NEW YORK- Week 1 was such a disappointment for Aaron Rodgers. What should have been the start to a banner season with a new team in a new city fell apart faster than the mashed potatoes that will fall apart in your mouth this Thursday. A tragedy for New York Jets fans, certainly, who watched their new superstar quarterback completely tear his Achilles tendon just as you will tear apart the wishbone on Thanksgiving.
Surprisingly to many, Aaron Rodgers voyaged over to a specialist in hopes that his bad news Mayflower turned into something good. The surgical repair was complete and Rodgers began his recovery. Many were shocked by his trust in medicine after his very overt pilgrimages away from doctors in the past. It may come as a shock to no one, that after this reparative surgery, Rodgers returned to his wily ways, reportedly listening to the sounds of dolphins absolutely stuffing each other more than you will stuff your mouth this weekend to help heal his ruptured tendon.
The latest story coming out of the Eastern settlement of New York is that Rodgers expects to play in the first-ever Black Friday game this weekend against the Miami Dolphins. People are shocked Rodgers could return quicker than they can return everything they regret buying during the wee hours of Black Friday shopping. What in the world is this man doing to possibly be able to play on Friday?
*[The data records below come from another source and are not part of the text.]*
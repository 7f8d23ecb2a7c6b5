use std::fs;
use std::future::Future;
use std::path::Path;

use serde::{Deserialize, Serialize};
use tracing::debug;

use super::CorpusError;
use crate::openai::Embedder;

/// A chunk handed back by retrieval.
#[derive(Debug, Clone, PartialEq, Serialize, Deserialize)]
pub struct RetrievedDoc {
    pub content: String,
    pub source: String,
    pub file_path: String,
}

#[derive(Debug, Clone, Serialize, Deserialize)]
pub struct StoredChunk {
    pub content: String,
    pub source: String,
    pub file_path: String,
    pub embedding: Vec<f32>,
}

/// Flat embedding index persisted as a single JSON file.
///
/// Search is exhaustive cosine similarity; the corpus is small enough that an
/// ANN index would not pay for itself.
#[derive(Debug, Clone, Default, Serialize, Deserialize)]
pub struct VectorStore {
    pub embedding_model: String,
    pub chunks: Vec<StoredChunk>,
}

impl VectorStore {
    pub fn new(embedding_model: impl Into<String>) -> Self {
        Self {
            embedding_model: embedding_model.into(),
            chunks: Vec::new(),
        }
    }

    pub fn len(&self) -> usize {
        self.chunks.len()
    }

    pub fn is_empty(&self) -> bool {
        self.chunks.is_empty()
    }

    pub fn load(path: &Path) -> Result<Self, CorpusError> {
        if !path.exists() {
            return Err(CorpusError::NotFound(format!(
                "vector store not found at {}",
                path.display()
            )));
        }
        let bytes = fs::read(path)?;
        let store: Self = serde_json::from_slice(&bytes)?;
        debug!(path = %path.display(), chunks = store.len(), "vector store loaded");
        Ok(store)
    }

    pub fn save(&self, path: &Path) -> Result<(), CorpusError> {
        if let Some(parent) = path.parent().filter(|p| !p.as_os_str().is_empty()) {
            fs::create_dir_all(parent)?;
        }
        fs::write(path, serde_json::to_vec(self)?)?;
        debug!(path = %path.display(), chunks = self.len(), "vector store saved");
        Ok(())
    }

    /// Top-`k` chunks by cosine similarity. Equal scores keep insertion order.
    pub fn similarity_search(&self, query: &[f32], k: usize) -> Vec<RetrievedDoc> {
        let mut scored: Vec<(f32, &StoredChunk)> = self
            .chunks
            .iter()
            .map(|chunk| (cosine_similarity(query, &chunk.embedding), chunk))
            .collect();
        scored.sort_by(|a, b| b.0.total_cmp(&a.0));

        scored
            .into_iter()
            .take(k)
            .map(|(_, chunk)| RetrievedDoc {
                content: chunk.content.clone(),
                source: chunk.source.clone(),
                file_path: chunk.file_path.clone(),
            })
            .collect()
    }
}

/// Cosine similarity. Empty, mismatched, zero and overflowing vectors score 0.
fn cosine_similarity(a: &[f32], b: &[f32]) -> f32 {
    if a.len() != b.len() || a.is_empty() {
        return 0.0;
    }
    let dot: f32 = a.iter().zip(b).map(|(x, y)| x * y).sum();
    let norm_a = a.iter().map(|x| x * x).sum::<f32>().sqrt();
    let norm_b = b.iter().map(|x| x * x).sum::<f32>().sqrt();
    let score = dot / (norm_a * norm_b);
    if score.is_finite() {
        score
    } else {
        0.0
    }
}

/// Similarity search over the corpus.
pub trait Retriever {
    fn retrieve(
        &self,
        query: &str,
        k: usize,
    ) -> impl Future<Output = Result<Vec<RetrievedDoc>, CorpusError>> + Send;
}

/// Embeds the query with the same model the index was built with, then searches.
pub struct EmbeddingRetriever<E> {
    embedder: E,
    store: VectorStore,
}

impl<E: Embedder> EmbeddingRetriever<E> {
    pub fn new(embedder: E, store: VectorStore) -> Self {
        Self { embedder, store }
    }
}

impl<E: Embedder + Sync> Retriever for EmbeddingRetriever<E> {
    async fn retrieve(&self, query: &str, k: usize) -> Result<Vec<RetrievedDoc>, CorpusError> {
        if self.store.is_empty() {
            return Ok(Vec::new());
        }
        let mut vectors = self.embedder.embed(&[query.to_string()]).await?;
        let query_vec = vectors.pop().ok_or_else(|| {
            CorpusError::Embedding(crate::openai::OpenAiError::EmptyResponse)
        })?;
        Ok(self.store.similarity_search(&query_vec, k))
    }
}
The secret is not the turkey, not how to plant, grow, and harvest corn, no. The secret is a dolphin-juice-marinated turkey recipe. Now I bet you're asking, what is dolphin juice? I think you're better off never knowing. But that is what he is soaking his turkey in for this Thanksgiving. Supposedly, if he eats just enough, his tendon will finish its repair and strengthening and he will see the field this Friday.
Yessir, it seems Aaron Rodgers is more lost in the sauce than you will be in the gravy bowl.